Description
A bright and refreshing glass noodle salad tossed with tender shrimp, delicate squid, crisp vegetables, fresh herbs, and a punchy lime dressing. It is light, colorful, and packed with bold Southeast Asian-inspired flavor.
Ingredients
Scale
- 5 ounces dried glass noodles
- 8 ounces raw shrimp, peeled and deveined
- 6 ounces squid rings
- 1/2 small red onion, thinly sliced
- 1 medium tomato, cut into thin wedges
- 2 celery stalks, thinly sliced
- 1/4 cup fresh cilantro leaves, loosely packed
- 2 tablespoons fresh mint leaves, roughly torn
- 2 Thai red chilies, thinly sliced
- 3 tablespoons lime juice, freshly squeezed
- 2 1/2 tablespoons fish sauce
- 1 tablespoon light brown sugar
- 2 garlic cloves, finely minced
- 2 tablespoons water
Instructions
- Bring a medium saucepan of water to a gentle boil. Place the dried glass noodles in a large bowl and cover them with warm water. Let them soak for 8 to 10 minutes, or until softened.
- In a small bowl, whisk together the lime juice, fish sauce, light brown sugar, minced garlic, and water until the sugar dissolves.
- Add the shrimp and squid rings to the gently boiling water. Cook for 2 to 3 minutes, just until the shrimp turn pink and the squid is tender. Drain immediately and let them cool for a minute.
- Drain the softened noodles and rinse them briefly under cool water. If they are very long, snip them a few times with kitchen scissors.
- Add the noodles to a large mixing bowl with the cooked shrimp, cooked squid, red onion, tomato, celery, cilantro, mint, and sliced chilies.

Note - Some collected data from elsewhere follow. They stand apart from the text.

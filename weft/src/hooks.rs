//! Manifest hooks: lifecycle capabilities, tool executors, sub-agent mappers.
//!
//! Hooks are capabilities, not inheritance: a manifest carries a struct of
//! optional async callbacks and the engine null-checks at each call site. All
//! callbacks return `Result`; what a failure aborts depends on the stage (see
//! the run envelope).

use std::collections::HashMap;
use std::fmt;
use std::pin::Pin;
use std::sync::Arc;

use serde_json::Value;

use crate::completion::ToolChoice;
use crate::context::AgentRunId;
use crate::error::{Error, Result};
use crate::message::Message;
use crate::state::StepRecord;
use crate::suspension::Suspension;
use crate::tool::{AgentTool, ToolCall};

/// Boxed future returned by hook callbacks.
pub type BoxHookFuture<T> = Pin<Box<dyn Future<Output = Result<T>> + Send>>;

/// What a hook callback gets to know about its run.
#[derive(Debug, Clone)]
pub struct HookContext {
    /// The run's state id.
    pub run_id: AgentRunId,
    /// Manifest id of the agent.
    pub manifest_id: String,
    /// Current step number; 0 before the first step.
    pub step_number: u32,
}

/// Per-step overrides an `on_step_start` hook may return.
#[derive(Debug, Clone, Default)]
pub struct StepStartOverrides {
    /// Replace the carried conversation for this and subsequent steps.
    pub messages: Option<Vec<Message>>,
    /// Tool-choice override for this step only.
    pub tool_choice: Option<ToolChoice>,
    /// Restrict the model to these tools for this step only.
    pub active_tools: Option<Vec<String>>,
}

/// Lifecycle callback with no extra payload.
pub type LifecycleHook = Arc<dyn Fn(HookContext) -> BoxHookFuture<()> + Send + Sync>;
/// Callback receiving the suspensions being resumed or entered.
pub type SuspensionsHook =
    Arc<dyn Fn(HookContext, Vec<Suspension>) -> BoxHookFuture<()> + Send + Sync>;
/// Step-start callback, optionally overriding per-step inputs.
pub type StepStartHook =
    Arc<dyn Fn(HookContext) -> BoxHookFuture<Option<StepStartOverrides>> + Send + Sync>;
/// Step-finish callback receiving the completed record.
pub type StepFinishHook =
    Arc<dyn Fn(HookContext, StepRecord) -> BoxHookFuture<()> + Send + Sync>;
/// Completion callback receiving the final result value.
pub type CompleteHook = Arc<dyn Fn(HookContext, Value) -> BoxHookFuture<()> + Send + Sync>;
/// Error callback receiving the error message.
pub type ErrorHook = Arc<dyn Fn(HookContext, String) -> BoxHookFuture<()> + Send + Sync>;
/// Maps a sub-agent tool call onto the prompt the child run receives.
pub type SubAgentMapper = Arc<dyn Fn(&ToolCall) -> Result<String> + Send + Sync>;

/// The capability set a manifest carries.
#[derive(Clone, Default)]
pub struct ManifestHooks {
    /// Fired once when a fresh run begins, before any step.
    pub on_agent_start: Option<LifecycleHook>,
    /// Fired once when a suspended run resumes, with the resolved suspensions.
    pub on_agent_resume: Option<SuspensionsHook>,
    /// Fired before each step; may override per-step inputs.
    pub on_step_start: Option<StepStartHook>,
    /// Fired after each step with its record.
    pub on_step_finish: Option<StepFinishHook>,
    /// Fired after state is finalized as suspended.
    pub on_agent_suspend: Option<SuspensionsHook>,
    /// Fired after state is finalized as completed.
    pub on_agent_complete: Option<CompleteHook>,
    /// Fired after state is finalized as cancelled.
    pub on_agent_cancelled: Option<LifecycleHook>,
    /// Fired after state is finalized as failed.
    pub on_agent_error: Option<ErrorHook>,
    /// Executors for the manifest's declared tools, by tool name.
    pub tool_executors: HashMap<String, Arc<dyn AgentTool>>,
    /// Input mappers for the manifest's sub-agents, by sub-agent tool name.
    pub sub_agent_mappers: HashMap<String, SubAgentMapper>,
}

impl ManifestHooks {
    /// An empty capability set.
    #[must_use]
    pub fn new() -> Self {
        Self::default()
    }

    /// Set the agent-start hook.
    #[must_use]
    pub fn on_agent_start<F, Fut>(mut self, f: F) -> Self
    where
        F: Fn(HookContext) -> Fut + Send + Sync + 'static,
        Fut: Future<Output = Result<()>> + Send + 'static,
    {
        self.on_agent_start = Some(Arc::new(move |ctx| Box::pin(f(ctx))));
        self
    }

    /// Set the agent-resume hook.
    #[must_use]
    pub fn on_agent_resume<F, Fut>(mut self, f: F) -> Self
    where
        F: Fn(HookContext, Vec<Suspension>) -> Fut + Send + Sync + 'static,
        Fut: Future<Output = Result<()>> + Send + 'static,
    {
        self.on_agent_resume = Some(Arc::new(move |ctx, resolved| Box::pin(f(ctx, resolved))));
        self
    }

    /// Set the step-start hook.
    #[must_use]
    pub fn on_step_start<F, Fut>(mut self, f: F) -> Self
    where
        F: Fn(HookContext) -> Fut + Send + Sync + 'static,
        Fut: Future<Output = Result<Option<StepStartOverrides>>> + Send + 'static,
    {
        self.on_step_start = Some(Arc::new(move |ctx| Box::pin(f(ctx))));
        self
    }

    /// Set the step-finish hook.
    #[must_use]
    pub fn on_step_finish<F, Fut>(mut self, f: F) -> Self
    where
        F: Fn(HookContext, StepRecord) -> Fut + Send + Sync + 'static,
        Fut: Future<Output = Result<()>> + Send + 'static,
    {
        self.on_step_finish = Some(Arc::new(move |ctx, record| Box::pin(f(ctx, record))));
        self
    }

    /// Set the agent-suspend hook.
    #[must_use]
    pub fn on_agent_suspend<F, Fut>(mut self, f: F) -> Self
    where
        F: Fn(HookContext, Vec<Suspension>) -> Fut + Send + Sync + 'static,
        Fut: Future<Output = Result<()>> + Send + 'static,
    {
        self.on_agent_suspend = Some(Arc::new(move |ctx, suspensions| {
            Box::pin(f(ctx, suspensions))
        }));
        self
    }

    /// Set the agent-complete hook.
    #[must_use]
    pub fn on_agent_complete<F, Fut>(mut self, f: F) -> Self
    where
        F: Fn(HookContext, Value) -> Fut + Send + Sync + 'static,
        Fut: Future<Output = Result<()>> + Send + 'static,
    {
        self.on_agent_complete = Some(Arc::new(move |ctx, result| Box::pin(f(ctx, result))));
        self
    }

    /// Set the agent-cancelled hook.
    #[must_use]
    pub fn on_agent_cancelled<F, Fut>(mut self, f: F) -> Self
    where
        F: Fn(HookContext) -> Fut + Send + Sync + 'static,
        Fut: Future<Output = Result<()>> + Send + 'static,
    {
        self.on_agent_cancelled = Some(Arc::new(move |ctx| Box::pin(f(ctx))));
        self
    }

    /// Set the agent-error hook.
    #[must_use]
    pub fn on_agent_error<F, Fut>(mut self, f: F) -> Self
    where
        F: Fn(HookContext, String) -> Fut + Send + Sync + 'static,
        Fut: Future<Output = Result<()>> + Send + 'static,
    {
        self.on_agent_error = Some(Arc::new(move |ctx, message| Box::pin(f(ctx, message))));
        self
    }

    /// Register the executor for a declared tool, keyed by its definition
    /// name.
    #[must_use]
    pub fn tool_executor(mut self, tool: Arc<dyn AgentTool>) -> Self {
        self.tool_executors.insert(tool.definition().name, tool);
        self
    }

    /// Register an input mapper for a sub-agent tool.
    #[must_use]
    pub fn sub_agent_mapper<F>(mut self, name: impl Into<String>, f: F) -> Self
    where
        F: Fn(&ToolCall) -> Result<String> + Send + Sync + 'static,
    {
        self.sub_agent_mappers.insert(name.into(), Arc::new(f));
        self
    }
}

impl ManifestHooks {
    pub(crate) async fn fire_agent_start(&self, ctx: HookContext) -> Result<()> {
        fire(self.on_agent_start.as_ref().map(|h| h(ctx)), "on_agent_start").await
    }

    pub(crate) async fn fire_agent_resume(
        &self,
        ctx: HookContext,
        resolved: Vec<Suspension>,
    ) -> Result<()> {
        fire(
            self.on_agent_resume.as_ref().map(|h| h(ctx, resolved)),
            "on_agent_resume",
        )
        .await
    }

    pub(crate) async fn fire_step_start(
        &self,
        ctx: HookContext,
    ) -> Result<Option<StepStartOverrides>> {
        match &self.on_step_start {
            Some(hook) => hook(ctx)
                .await
                .map_err(|e| Error::hook("on_step_start", e.to_string())),
            None => Ok(None),
        }
    }

    pub(crate) async fn fire_step_finish(&self, ctx: HookContext, record: StepRecord) -> Result<()> {
        fire(
            self.on_step_finish.as_ref().map(|h| h(ctx, record)),
            "on_step_finish",
        )
        .await
    }

    pub(crate) async fn fire_agent_suspend(
        &self,
        ctx: HookContext,
        suspensions: Vec<Suspension>,
    ) -> Result<()> {
        fire(
            self.on_agent_suspend.as_ref().map(|h| h(ctx, suspensions)),
            "on_agent_suspend",
        )
        .await
    }

    pub(crate) async fn fire_agent_complete(&self, ctx: HookContext, result: Value) -> Result<()> {
        fire(
            self.on_agent_complete.as_ref().map(|h| h(ctx, result)),
            "on_agent_complete",
        )
        .await
    }

    pub(crate) async fn fire_agent_cancelled(&self, ctx: HookContext) -> Result<()> {
        fire(
            self.on_agent_cancelled.as_ref().map(|h| h(ctx)),
            "on_agent_cancelled",
        )
        .await
    }

    pub(crate) async fn fire_agent_error(&self, ctx: HookContext, message: String) -> Result<()> {
        fire(
            self.on_agent_error.as_ref().map(|h| h(ctx, message)),
            "on_agent_error",
        )
        .await
    }
}

async fn fire(fut: Option<BoxHookFuture<()>>, hook: &'static str) -> Result<()> {
    match fut {
        Some(fut) => fut.await.map_err(|e| Error::hook(hook, e.to_string())),
        None => Ok(()),
    }
}

impl fmt::Debug for ManifestHooks {
    fn fmt(&self, f: &mut fmt::Formatter<'_>) -> fmt::Result {
        f.debug_struct("ManifestHooks")
            .field("on_agent_start", &self.on_agent_start.is_some())
            .field("on_agent_resume", &self.on_agent_resume.is_some())
            .field("on_step_start", &self.on_step_start.is_some())
            .field("on_step_finish", &self.on_step_finish.is_some())
            .field("on_agent_suspend", &self.on_agent_suspend.is_some())
            .field("on_agent_complete", &self.on_agent_complete.is_some())
            .field("on_agent_cancelled", &self.on_agent_cancelled.is_some())
            .field("on_agent_error", &self.on_agent_error.is_some())
            .field("tool_executors", &self.tool_executors.len())
            .field("sub_agent_mappers", &self.sub_agent_mappers.len())
            .finish()
    }
}

#[cfg(test)]
mod tests {
    use super::*;
    use std::sync::atomic::{AtomicUsize, Ordering};

    fn ctx() -> HookContext {
        HookContext {
            run_id: AgentRunId::from("run-1"),
            manifest_id: "m".into(),
            step_number: 0,
        }
    }

    #[tokio::test]
    async fn unset_hooks_are_noops() {
        let hooks = ManifestHooks::new();
        hooks.fire_agent_start(ctx()).await.unwrap();
        assert!(hooks.fire_step_start(ctx()).await.unwrap().is_none());
    }

    #[tokio::test]
    async fn hook_errors_are_attributed() {
        let hooks = ManifestHooks::new()
            .on_agent_start(|_| async { Err(Error::internal("nope")) });
        let err = hooks.fire_agent_start(ctx()).await.unwrap_err();
        assert_eq!(err.code(), "hook_error");
        assert!(err.to_string().contains("on_agent_start"));
    }

    #[tokio::test]
    async fn step_start_overrides_flow_back() {
        let calls = Arc::new(AtomicUsize::new(0));
        let seen = Arc::clone(&calls);
        let hooks = ManifestHooks::new().on_step_start(move |_| {
            seen.fetch_add(1, Ordering::SeqCst);
            async {
                Ok(Some(StepStartOverrides {
                    active_tools: Some(vec!["echo".into()]),
                    ..StepStartOverrides::default()
                }))
            }
        });

        let overrides = hooks.fire_step_start(ctx()).await.unwrap().unwrap();
        assert_eq!(
            overrides.active_tools.as_deref(),
            Some(["echo".to_string()].as_slice())
        );
        assert_eq!(calls.load(Ordering::SeqCst), 1);
    }
}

- Pour the dressing over everything and toss thoroughly until the noodles are glossy and evenly coated. Let the salad sit for 5 minutes so the flavors soak in.
- Taste and adjust with a little more lime juice or fish sauce if needed, then serve right away, slightly cool or at room temperature.
Notes
- Do not overcook the shrimp or squid, or they can become tough.
- Fresh lime juice gives the dressing its brightest flavor.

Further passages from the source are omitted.